==== Records provided

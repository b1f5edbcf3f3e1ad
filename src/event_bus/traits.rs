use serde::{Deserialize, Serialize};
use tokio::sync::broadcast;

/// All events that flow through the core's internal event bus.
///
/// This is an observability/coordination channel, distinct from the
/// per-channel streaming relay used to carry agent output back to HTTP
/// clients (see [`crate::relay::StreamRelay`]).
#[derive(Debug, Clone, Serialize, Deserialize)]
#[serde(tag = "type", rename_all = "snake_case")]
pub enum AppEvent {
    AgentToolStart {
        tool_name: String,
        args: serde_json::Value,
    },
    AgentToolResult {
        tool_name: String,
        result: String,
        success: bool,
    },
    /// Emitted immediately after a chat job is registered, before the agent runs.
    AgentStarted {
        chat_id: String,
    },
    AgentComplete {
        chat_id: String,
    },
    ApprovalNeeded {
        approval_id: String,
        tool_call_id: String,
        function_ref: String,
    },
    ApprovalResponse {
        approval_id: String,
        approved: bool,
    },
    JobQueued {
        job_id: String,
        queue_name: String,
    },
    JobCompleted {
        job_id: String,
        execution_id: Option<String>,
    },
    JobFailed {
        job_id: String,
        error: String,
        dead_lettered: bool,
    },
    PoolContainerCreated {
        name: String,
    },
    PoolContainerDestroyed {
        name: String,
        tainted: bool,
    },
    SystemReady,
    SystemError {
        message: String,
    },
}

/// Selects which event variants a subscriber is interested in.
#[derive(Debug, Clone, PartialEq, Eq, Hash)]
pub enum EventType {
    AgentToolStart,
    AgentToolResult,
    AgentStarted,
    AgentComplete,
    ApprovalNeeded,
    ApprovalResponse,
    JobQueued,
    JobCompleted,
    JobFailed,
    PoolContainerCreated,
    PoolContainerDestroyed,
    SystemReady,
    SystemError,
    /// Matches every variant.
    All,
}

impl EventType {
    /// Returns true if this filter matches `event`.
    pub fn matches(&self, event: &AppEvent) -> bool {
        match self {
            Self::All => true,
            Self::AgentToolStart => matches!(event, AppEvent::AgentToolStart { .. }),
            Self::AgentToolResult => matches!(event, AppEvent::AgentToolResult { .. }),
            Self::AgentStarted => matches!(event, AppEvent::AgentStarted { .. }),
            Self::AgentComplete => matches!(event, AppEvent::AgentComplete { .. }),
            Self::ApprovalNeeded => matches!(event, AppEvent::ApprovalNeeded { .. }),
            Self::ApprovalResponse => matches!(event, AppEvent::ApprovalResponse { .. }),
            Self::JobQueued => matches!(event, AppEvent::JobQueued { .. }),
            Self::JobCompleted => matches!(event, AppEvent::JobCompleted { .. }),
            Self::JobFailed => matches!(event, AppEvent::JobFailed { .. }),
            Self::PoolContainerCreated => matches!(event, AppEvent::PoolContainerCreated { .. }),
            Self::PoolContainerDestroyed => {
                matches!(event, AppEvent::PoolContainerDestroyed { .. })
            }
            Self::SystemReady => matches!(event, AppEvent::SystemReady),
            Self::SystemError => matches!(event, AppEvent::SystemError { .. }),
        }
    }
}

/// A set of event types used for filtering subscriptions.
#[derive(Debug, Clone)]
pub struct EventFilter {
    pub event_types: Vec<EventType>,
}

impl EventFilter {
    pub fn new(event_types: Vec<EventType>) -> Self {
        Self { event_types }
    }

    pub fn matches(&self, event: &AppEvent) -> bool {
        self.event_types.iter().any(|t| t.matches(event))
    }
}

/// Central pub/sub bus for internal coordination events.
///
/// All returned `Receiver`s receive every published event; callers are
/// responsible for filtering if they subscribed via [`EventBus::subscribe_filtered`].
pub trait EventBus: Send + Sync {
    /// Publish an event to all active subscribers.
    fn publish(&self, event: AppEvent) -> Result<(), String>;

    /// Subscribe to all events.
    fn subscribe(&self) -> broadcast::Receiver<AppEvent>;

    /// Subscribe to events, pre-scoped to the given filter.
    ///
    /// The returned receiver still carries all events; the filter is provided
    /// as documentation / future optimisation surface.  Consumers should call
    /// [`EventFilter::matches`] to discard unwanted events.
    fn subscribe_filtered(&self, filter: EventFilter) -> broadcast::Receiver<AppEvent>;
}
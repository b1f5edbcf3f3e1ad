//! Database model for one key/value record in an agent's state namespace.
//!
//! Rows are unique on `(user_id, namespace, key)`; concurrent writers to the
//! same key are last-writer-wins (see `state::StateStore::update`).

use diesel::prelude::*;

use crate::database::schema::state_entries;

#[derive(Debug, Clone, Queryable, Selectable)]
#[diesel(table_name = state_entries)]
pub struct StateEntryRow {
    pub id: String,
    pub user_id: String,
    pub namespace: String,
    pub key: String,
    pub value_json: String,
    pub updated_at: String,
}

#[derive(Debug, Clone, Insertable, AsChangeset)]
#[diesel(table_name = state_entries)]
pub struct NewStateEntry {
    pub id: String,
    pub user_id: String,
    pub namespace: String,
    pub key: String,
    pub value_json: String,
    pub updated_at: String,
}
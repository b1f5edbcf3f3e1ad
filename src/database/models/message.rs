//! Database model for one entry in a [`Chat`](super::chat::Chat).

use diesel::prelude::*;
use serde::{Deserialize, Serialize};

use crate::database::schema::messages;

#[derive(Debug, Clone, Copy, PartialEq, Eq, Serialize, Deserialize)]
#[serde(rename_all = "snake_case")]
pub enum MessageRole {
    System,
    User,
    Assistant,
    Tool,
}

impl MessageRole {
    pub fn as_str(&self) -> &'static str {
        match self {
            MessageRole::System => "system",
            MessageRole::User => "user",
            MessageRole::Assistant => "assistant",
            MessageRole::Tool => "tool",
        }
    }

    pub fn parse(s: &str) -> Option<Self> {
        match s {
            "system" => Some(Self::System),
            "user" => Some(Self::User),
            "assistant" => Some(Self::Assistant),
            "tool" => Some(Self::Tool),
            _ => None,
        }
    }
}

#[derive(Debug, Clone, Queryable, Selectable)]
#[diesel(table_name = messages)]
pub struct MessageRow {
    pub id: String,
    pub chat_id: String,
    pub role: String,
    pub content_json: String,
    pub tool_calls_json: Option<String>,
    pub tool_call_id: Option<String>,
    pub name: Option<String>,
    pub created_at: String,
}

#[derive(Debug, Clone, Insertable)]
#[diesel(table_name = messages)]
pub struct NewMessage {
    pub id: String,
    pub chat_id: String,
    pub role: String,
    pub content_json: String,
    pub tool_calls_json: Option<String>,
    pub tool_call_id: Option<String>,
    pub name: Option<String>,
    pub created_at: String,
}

========

_Activity_
The records above must be written out again exactly.

_Problem solution_
repository b1f5edbcf3f3e1ad
filename src/event_bus/traits.rs
use serde::{Deserialize, Serialize};
use tokio::sync::broadcast;

/// All events that flow through the core's internal event bus.
///
/// This is an observability/coordination channel, distinct from the
/// per-channel streaming relay used to carry agent output back to HTTP
/// clients (see [`crate::relay::StreamRelay`]).
#[derive(Debug, Clone, Serialize, Deserialize)]
#[serde(tag = "type", rename_all = "snake_case")]
pub enum AppEvent {
    AgentToolStart {
        tool_name: String,
        args: serde_json::Value,
    },
    AgentToolResult {
        tool_name: String,
        result: String,
        success: bool,
    },
    /// Emitted immediately after a chat job is registered, before the agent runs.
    AgentStarted {
        chat_id: String,
    },
    AgentComplete {
        chat_id: String,
    },
    ApprovalNeeded {
        approval_id: String,
        tool_call_id: String,
        function_ref: String,
    },
    ApprovalResponse {
        approval_id: String,
        approved: bool,
    },
    JobQueued {
        job_id: String,
        queue_name: String,
    },
    JobCompleted {
        job_id: String,
        execution_id: Option<String>,
    },
    JobFailed {
        job_id: String,
        error: String,
        dead_lettered: bool,
    },
    PoolContainerCreated {
        name: String,
    },
    PoolContainerDestroyed {
        name: String,
        tainted: bool,
    },
    SystemReady,
    SystemError {
        message: String,
    },
}

/// Selects which event variants a subscriber is interested in.
#[derive(Debug, Clone, PartialEq, Eq, Hash)]
pub enum EventType {
    AgentToolStart,
    AgentToolResult,
    AgentStarted,
    AgentComplete,
    ApprovalNeeded,
    ApprovalResponse,
    JobQueued,
    JobCompleted,
    JobFailed,
    PoolContainerCreated,
    PoolContainerDestroyed,
    SystemReady,
    SystemError,
    /// Matches every variant.
    All,
}

impl EventType {
    /// Returns true if this filter matches `event`.
    pub fn matches(&self, event: &AppEvent) -> bool {
        match self {
            Self::All => true,
            Self::AgentToolStart => matches!(event, AppEvent::AgentToolStart { .. }),
            Self::AgentToolResult => matches!(event, AppEvent::AgentToolResult { .. }),
            Self::AgentStarted => matches!(event, AppEvent::AgentStarted { .. }),
            Self::AgentComplete => matches!(event, AppEvent::AgentComplete { .. }),
            Self::ApprovalNeeded => matches!(event, AppEvent::ApprovalNeeded { .. }),
            Self::ApprovalResponse => matches!(event, AppEvent::ApprovalResponse { .. }),
            Self::JobQueued => matches!(event, AppEvent::JobQueued { .. }),
            Self::JobCompleted => matches!(event, AppEvent::JobCompleted { .. }),
            Self::JobFailed => matches!(event, AppEvent::JobFailed { .. }),
            Self::PoolContainerCreated => matches!(event, AppEvent::PoolContainerCreated { .. }),
            Self::PoolContainerDestroyed => {
                matches!(event, AppEvent::PoolContainerDestroyed { .. })
            }
            Self::SystemReady => matches!(event, AppEvent::SystemReady),
            Self::SystemError => matches!(event, AppEvent::SystemError { .. }),
        }
    }
}

/// A set of event types used for filtering subscriptions.
#[derive(Debug, Clone)]
pub struct EventFilter {
    pub event_types: Vec<EventType>,
}

impl EventFilter {
    pub fn new(event_types: Vec<EventType>) -> Self {
        Self { event_types }
    }

    pub fn matches(&self, event: &AppEvent) -> bool {
        self.event_types.iter().any(|t| t.matches(event))
    }
}

/// Central pub/sub bus for internal coordination events.
///
/// All returned `Receiver`s receive every published event; callers are
/// responsible for filtering if they subscribed via [`EventBus::subscribe_filtered`].
pub trait EventBus: Send + Sync {
    /// Publish an event to all active subscribers.
    fn publish(&self, event: AppEvent) -> Result<(), String>;

    /// Subscribe to all events.
    fn subscribe(&self) -> broadcast::Receiver<AppEvent>;

    /// Subscribe to events, pre-scoped to the given filter.
    ///
    /// The returned receiver still carries all events; the filter is provided
    /// as documentation / future optimisation surface.  Consumers should call
    /// [`EventFilter::matches`] to discard unwanted events.
    fn subscribe_filtered(&self, filter: EventFilter) -> broadcast::Receiver<AppEvent>;
}
repository b1f5edbcf3f3e1ad
//! Database model for one key/value record in an agent's state namespace.
//!
//! Rows are unique on `(user_id, namespace, key)`; concurrent writers to the
//! same key are last-writer-wins (see `state::StateStore::update`).

use diesel::prelude::*;

use crate::database::schema::state_entries;

#[derive(Debug, Clone, Queryable, Selectable)]
#[diesel(table_name = state_entries)]
pub struct StateEntryRow {
    pub id: String,
    pub user_id: String,
    pub namespace: String,
    pub key: String,
    pub value_json: String,
    pub updated_at: String,
}

#[derive(Debug, Clone, Insertable, AsChangeset)]
#[diesel(table_name = state_entries)]
pub struct NewStateEntry {
    pub id: String,
    pub user_id: String,
    pub namespace: String,
    pub key: String,
    pub value_json: String,
    pub updated_at: String,
}
repository b1f5edbcf3f3e1ad
filename src/database/models/message.rs
//! Database model for one entry in a [`Chat`](super::chat::Chat).

use diesel::prelude::*;
use serde::{Deserialize, Serialize};

use crate::database::schema::messages;

#[derive(Debug, Clone, Copy, PartialEq, Eq, Serialize, Deserialize)]
#[serde(rename_all = "snake_case")]
pub enum MessageRole {
    System,
    User,
    Assistant,
    Tool,
}

impl MessageRole {
    pub fn as_str(&self) -> &'static str {
        match self {
            MessageRole::System => "system",
            MessageRole::User => "user",
            MessageRole::Assistant => "assistant",
            MessageRole::Tool => "tool",
        }
    }

    pub fn parse(s: &str) -> Option<Self> {
        match s {
            "system" => Some(Self::System),
            "user" => Some(Self::User),
            "assistant" => Some(Self::Assistant),
            "tool" => Some(Self::Tool),
            _ => None,
        }
    }
}

#[derive(Debug, Clone, Queryable, Selectable)]
#[diesel(table_name = messages)]
pub struct MessageRow {
    pub id: String,
    pub chat_id: String,
    pub role: String,
    pub content_json: String,
    pub tool_calls_json: Option<String>,
    pub tool_call_id: Option<String>,
    pub name: Option<String>,
    pub created_at: String,
}

#[derive(Debug, Clone, Insertable)]
#[diesel(table_name = messages)]
pub struct NewMessage {
    pub id: String,
    pub chat_id: String,
    pub role: String,
    pub content_json: String,
    pub tool_calls_json: Option<String>,
    pub tool_call_id: Option<String>,
    pub name: Option<String>,
    pub created_at: String,
}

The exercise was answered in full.